Pasco County Sheriff Chris Nocco says he needs a $5.4 million increase in his annual budget to provide better pay and benefits — both to recruit new employees and to keep veterans from leaving for higher paying jobs.
“It’s a morale issue,” Nocco told Pasco County commissioners at a June 2 workshop in New Port Richey.
The sheriff’s office is on pace to set a record for 50 resignations this year, largely due to low compensation, Nocco said.
His 2016 budget request is about $104 million in total, about 6.7 percent higher than the budget approved by commissioners last year.
Other increases in Nocco’s budget include $475,000 for body cameras and $254,000 for aircraft maintenance.
The argument that Pasco is losing officers tired of low pay isn’t new. Nocco has issued the warning in past years.
He came to this year’s budget workshop armed with fresh data and a salary survey to back up his claims.
“We didn’t just cry wolf,” said Nocco. “The problem is growing.”
The salary of a Tampa police officer is more than $48,000 a year, and in Pinellas it is more than $45,000, based on information gleaned from agency websites as part of a salary survey done by Tallahassee-based Evergreen Solutions. Pasco deputies make just under $40,000 a year.
Some counties, including Pinellas, also use the incentive of a signing bonus to attract staff.
Evergreen Solutions reviewed salaries paid by 13 of 16 peer law enforcement agencies in the state. Pasco was at the bottom in salary compensation, and gives no signing bonuses.
At Nocco’s request, the survey focused on the local market area of Pinellas and Hillsborough counties, and the cities of St. Petersburg and Tampa.
Evergreen Solutions is recommending a three-year phased in step pay plan to provide incremental increases linked to an employee’s job description. The requested $5.4 million would cover the first year’s cost of salaries and benefits.
Commissioners are in the midst of reviewing budget proposals from all county departments.
Data on revenues will be provided by the tax collector’s office on July 1. A final budget won’t be approved until September, with two budget hearings in the interim.
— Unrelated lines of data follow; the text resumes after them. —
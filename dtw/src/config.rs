use serde::{Deserialize, Serialize};

/// Alignment settings.
#[derive(Debug, Clone, PartialEq, Serialize, Deserialize)]
#[serde(default)]
pub struct DtwConfig {
    /// Band half-width as a fraction of the longer operand (default: 0.2).
    pub window_fraction: f64,
}

impl Default for DtwConfig {
    fn default() -> Self {
        Self {
            window_fraction: 0.2,
        }
    }
}

impl DtwConfig {
    pub fn from_json(data: &[u8]) -> Result<Self, serde_json::Error> {
        serde_json::from_slice(data)
    }

    pub fn from_yaml(data: &[u8]) -> Result<Self, serde_yaml::Error> {
        serde_yaml::from_slice(data)
    }

    /// Returns a copy with an unusable fraction replaced by the default and
    /// anything above 1 capped at 1.
    pub fn with_defaults(mut self) -> Self {
        if !self.window_fraction.is_finite() || self.window_fraction < 0.0 {
            self.window_fraction = Self::default().window_fraction;
        }
        self.window_fraction = self.window_fraction.min(1.0);
        self
    }
}
use std::cmp::Ordering;
use std::collections::BTreeMap;

use serde::Serialize;

use crate::catalog::ClassId;

/// One alignment outcome.
#[derive(Debug, Clone, Copy, PartialEq)]
pub struct Guess {
    pub distance: f64,
    pub class: ClassId,
    /// Index of the prototype within its class; `None` for codebook guesses.
    pub prototype: Option<usize>,
}

/// Result of a vote.
#[derive(Debug, Clone, Copy, PartialEq, Eq, Hash, Serialize)]
pub enum Decision {
    Class(ClassId),
    /// No alignment produced a usable distance.
    NoDecision,
}

impl Decision {
    pub fn class(self) -> Option<ClassId> {
        match self {
            Decision::Class(id) => Some(id),
            Decision::NoDecision => None,
        }
    }
}

/// Neighbour count used for `candidates` guesses.
///
/// A `k` that is not smaller than the candidate count becomes
/// `max(1, candidates / 3)`.
pub fn effective_k(k: usize, candidates: usize) -> usize {
    if k >= candidates {
        (candidates / 3).max(1)
    } else {
        k
    }
}

/// Sorts guesses by ascending distance. The sort is stable, so equal
/// distances keep their alignment order.
pub fn rank(guesses: &mut [Guess]) {
    guesses.sort_by(|a, b| a.distance.partial_cmp(&b.distance).unwrap_or(Ordering::Equal));
}

/// Plurality vote over `top`, tallied into the buckets `bucket` maps each
/// class to. Ties go to the smallest bucket.
pub fn vote<B, F>(top: &[Guess], bucket: F) -> Option<B>
where
    B: Ord + Copy,
    F: Fn(ClassId) -> B,
{
    let mut tally: BTreeMap<B, usize> = BTreeMap::new();
    for g in top {
        *tally.entry(bucket(g.class)).or_default() += 1;
    }
    let mut best: Option<(B, usize)> = None;
    for (b, n) in tally {
        if best.is_none_or(|(_, most)| n > most) {
            best = Some((b, n));
        }
    }
    best.map(|(b, _)| b)
}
“We know we have challenges ahead of us,” said Chairman Ted Schrader.
Pasco doesn’t have the tax base to pay for everything it needs, he said.
While everyone supports public safety, Schrader was skeptical of the proposed pay plan and its impact on future budget requests. “Where does it stop?” he said.
The economic downturn in the economy that began in 2008 has strained Pasco’s coffers. Many departments, including libraries and parks, took hits in recent years.
Since 2013, the county has boosted the budget for the sheriff’s office by 12 percent, including an additional $7.2 million for fiscal 2015, according to county budget records. Those records also reveal that the sheriff’s office’s budget represents more than 40 percent of total ad valorem expenditures from the county’s general fund.
Nocco acknowledged the commission’s support for past requests. “We know if there was more money in the pot, our numbers would go up,” he said. “ I think a lot of people are seeing the need. The Tampa Bay market in law enforcement is very competitive. But, you have been supportive. There is no doubt about it.”
Commissioner Mike Moore appeared generally favorable toward Nocco’s request. Based on the sheriff’s data, he calculated that the county has spent close to $5 million in training costs for officers who later left for better paying jobs.
Better retention of employees would be cost efficient, he added.
“We’re growing by leaps and bounds,” Moore said. “It’s not just about big versus small (counties) anymore. It’s who’s growing the fastest.”
Preliminary numbers from the tax collector are looking good, said Commissioner Kathryn Starkey. “We’ll have an even better next year.”
But she said challenges remain.
“We are filling up with people who don’t have a lot of money to pay for everything we want to do,” Starkey said.